» **TRY IT**: Records follow. Pull out every line that contains "loaded".

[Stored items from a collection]
# # #
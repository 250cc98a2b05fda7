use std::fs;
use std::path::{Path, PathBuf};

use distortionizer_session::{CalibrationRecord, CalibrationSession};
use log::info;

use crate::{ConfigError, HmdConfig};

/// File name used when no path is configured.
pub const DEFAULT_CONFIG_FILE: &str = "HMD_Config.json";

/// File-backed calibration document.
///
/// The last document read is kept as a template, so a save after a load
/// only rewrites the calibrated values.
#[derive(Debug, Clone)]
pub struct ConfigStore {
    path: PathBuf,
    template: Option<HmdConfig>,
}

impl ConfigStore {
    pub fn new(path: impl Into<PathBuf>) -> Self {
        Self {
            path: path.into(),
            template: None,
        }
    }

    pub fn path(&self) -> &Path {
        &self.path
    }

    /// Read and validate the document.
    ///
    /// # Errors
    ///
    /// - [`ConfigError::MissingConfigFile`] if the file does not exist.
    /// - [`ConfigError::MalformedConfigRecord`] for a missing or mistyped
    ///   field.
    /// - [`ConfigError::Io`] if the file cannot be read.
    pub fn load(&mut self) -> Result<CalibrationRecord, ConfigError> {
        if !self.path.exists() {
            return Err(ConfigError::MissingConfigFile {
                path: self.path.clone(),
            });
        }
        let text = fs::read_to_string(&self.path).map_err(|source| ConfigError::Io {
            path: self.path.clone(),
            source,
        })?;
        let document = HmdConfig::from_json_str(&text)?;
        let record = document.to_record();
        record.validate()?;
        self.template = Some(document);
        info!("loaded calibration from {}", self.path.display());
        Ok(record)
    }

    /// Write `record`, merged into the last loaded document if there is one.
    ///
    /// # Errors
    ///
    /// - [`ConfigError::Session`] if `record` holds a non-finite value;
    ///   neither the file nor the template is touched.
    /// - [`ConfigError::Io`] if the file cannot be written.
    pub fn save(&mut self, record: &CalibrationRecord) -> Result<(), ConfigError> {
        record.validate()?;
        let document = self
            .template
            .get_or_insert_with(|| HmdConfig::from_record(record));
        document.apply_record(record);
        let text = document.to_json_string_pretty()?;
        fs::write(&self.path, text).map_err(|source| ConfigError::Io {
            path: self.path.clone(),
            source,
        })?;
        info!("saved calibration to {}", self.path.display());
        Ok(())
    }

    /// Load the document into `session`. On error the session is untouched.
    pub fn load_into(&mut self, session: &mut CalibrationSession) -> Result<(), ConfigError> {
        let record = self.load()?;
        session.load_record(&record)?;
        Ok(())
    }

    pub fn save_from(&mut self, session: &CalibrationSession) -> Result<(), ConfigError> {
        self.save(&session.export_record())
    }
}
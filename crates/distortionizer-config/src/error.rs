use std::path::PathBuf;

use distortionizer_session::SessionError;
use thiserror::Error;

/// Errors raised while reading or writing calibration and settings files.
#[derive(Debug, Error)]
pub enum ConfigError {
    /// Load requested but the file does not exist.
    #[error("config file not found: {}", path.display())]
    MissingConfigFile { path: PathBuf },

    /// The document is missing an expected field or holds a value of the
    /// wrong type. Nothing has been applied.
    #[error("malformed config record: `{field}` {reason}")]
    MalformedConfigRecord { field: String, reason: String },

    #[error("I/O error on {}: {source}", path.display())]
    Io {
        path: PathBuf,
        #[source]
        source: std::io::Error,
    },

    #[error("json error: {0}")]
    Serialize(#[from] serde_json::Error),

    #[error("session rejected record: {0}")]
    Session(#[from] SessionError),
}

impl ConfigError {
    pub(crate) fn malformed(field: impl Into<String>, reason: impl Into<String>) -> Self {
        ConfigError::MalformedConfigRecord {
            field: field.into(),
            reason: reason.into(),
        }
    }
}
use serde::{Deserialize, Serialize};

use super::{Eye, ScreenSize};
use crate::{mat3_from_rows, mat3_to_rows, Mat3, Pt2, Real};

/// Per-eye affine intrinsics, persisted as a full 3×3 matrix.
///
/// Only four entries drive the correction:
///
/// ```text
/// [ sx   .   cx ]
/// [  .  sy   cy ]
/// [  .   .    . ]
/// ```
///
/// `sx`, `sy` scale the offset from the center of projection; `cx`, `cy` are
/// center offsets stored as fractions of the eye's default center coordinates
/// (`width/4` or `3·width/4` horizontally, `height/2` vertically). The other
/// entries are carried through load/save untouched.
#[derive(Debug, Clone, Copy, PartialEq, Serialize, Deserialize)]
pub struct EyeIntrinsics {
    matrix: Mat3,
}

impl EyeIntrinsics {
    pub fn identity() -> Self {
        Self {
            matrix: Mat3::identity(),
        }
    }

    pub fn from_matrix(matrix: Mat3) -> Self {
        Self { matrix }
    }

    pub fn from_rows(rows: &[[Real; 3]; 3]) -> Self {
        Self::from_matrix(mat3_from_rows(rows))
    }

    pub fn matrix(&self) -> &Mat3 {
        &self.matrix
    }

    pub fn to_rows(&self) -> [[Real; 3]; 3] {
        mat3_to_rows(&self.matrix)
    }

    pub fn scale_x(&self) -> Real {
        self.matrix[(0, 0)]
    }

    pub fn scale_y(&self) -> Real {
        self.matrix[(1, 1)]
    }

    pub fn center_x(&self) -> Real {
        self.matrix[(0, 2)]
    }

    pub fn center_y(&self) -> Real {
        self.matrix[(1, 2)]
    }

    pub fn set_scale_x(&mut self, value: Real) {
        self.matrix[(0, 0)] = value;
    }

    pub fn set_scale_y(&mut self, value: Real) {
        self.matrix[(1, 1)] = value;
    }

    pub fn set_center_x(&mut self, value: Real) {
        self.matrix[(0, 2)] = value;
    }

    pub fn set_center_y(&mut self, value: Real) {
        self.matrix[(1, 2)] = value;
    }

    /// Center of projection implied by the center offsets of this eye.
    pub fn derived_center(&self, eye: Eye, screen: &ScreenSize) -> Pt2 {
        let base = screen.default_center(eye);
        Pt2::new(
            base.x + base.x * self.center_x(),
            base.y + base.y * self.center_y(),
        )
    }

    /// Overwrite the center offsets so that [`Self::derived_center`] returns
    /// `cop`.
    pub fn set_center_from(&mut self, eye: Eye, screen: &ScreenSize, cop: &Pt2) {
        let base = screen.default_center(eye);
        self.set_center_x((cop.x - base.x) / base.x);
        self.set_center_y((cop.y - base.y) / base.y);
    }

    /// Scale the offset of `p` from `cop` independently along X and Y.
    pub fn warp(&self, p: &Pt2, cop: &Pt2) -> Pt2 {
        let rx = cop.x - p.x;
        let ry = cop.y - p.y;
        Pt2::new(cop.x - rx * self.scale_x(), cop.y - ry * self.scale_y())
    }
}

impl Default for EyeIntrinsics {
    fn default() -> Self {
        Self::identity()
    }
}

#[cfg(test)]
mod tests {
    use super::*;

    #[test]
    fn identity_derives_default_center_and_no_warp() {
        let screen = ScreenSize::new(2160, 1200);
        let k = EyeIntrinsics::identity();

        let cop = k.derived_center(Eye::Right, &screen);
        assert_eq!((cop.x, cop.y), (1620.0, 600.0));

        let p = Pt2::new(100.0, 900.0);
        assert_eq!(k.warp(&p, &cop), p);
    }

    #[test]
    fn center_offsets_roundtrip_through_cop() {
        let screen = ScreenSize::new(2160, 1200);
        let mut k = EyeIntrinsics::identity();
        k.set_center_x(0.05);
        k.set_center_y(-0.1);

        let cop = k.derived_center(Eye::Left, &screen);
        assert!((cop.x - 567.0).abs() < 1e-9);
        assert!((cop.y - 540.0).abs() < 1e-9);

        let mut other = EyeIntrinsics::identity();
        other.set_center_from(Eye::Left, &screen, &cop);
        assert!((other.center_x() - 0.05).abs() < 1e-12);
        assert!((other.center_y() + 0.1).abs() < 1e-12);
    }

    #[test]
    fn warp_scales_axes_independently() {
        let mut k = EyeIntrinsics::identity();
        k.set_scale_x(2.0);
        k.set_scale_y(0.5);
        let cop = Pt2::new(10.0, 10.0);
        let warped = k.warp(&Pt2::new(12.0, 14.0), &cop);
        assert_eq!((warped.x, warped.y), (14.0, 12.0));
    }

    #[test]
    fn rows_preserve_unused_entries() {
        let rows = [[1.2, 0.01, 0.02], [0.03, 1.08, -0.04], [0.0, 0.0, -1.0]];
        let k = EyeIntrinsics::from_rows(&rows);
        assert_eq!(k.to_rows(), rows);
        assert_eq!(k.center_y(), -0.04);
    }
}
# # #
» **ANSWER**:
        info!("loaded calibration from {}", self.path.display());
    /// Write `record`, merged into the last loaded document if there is one.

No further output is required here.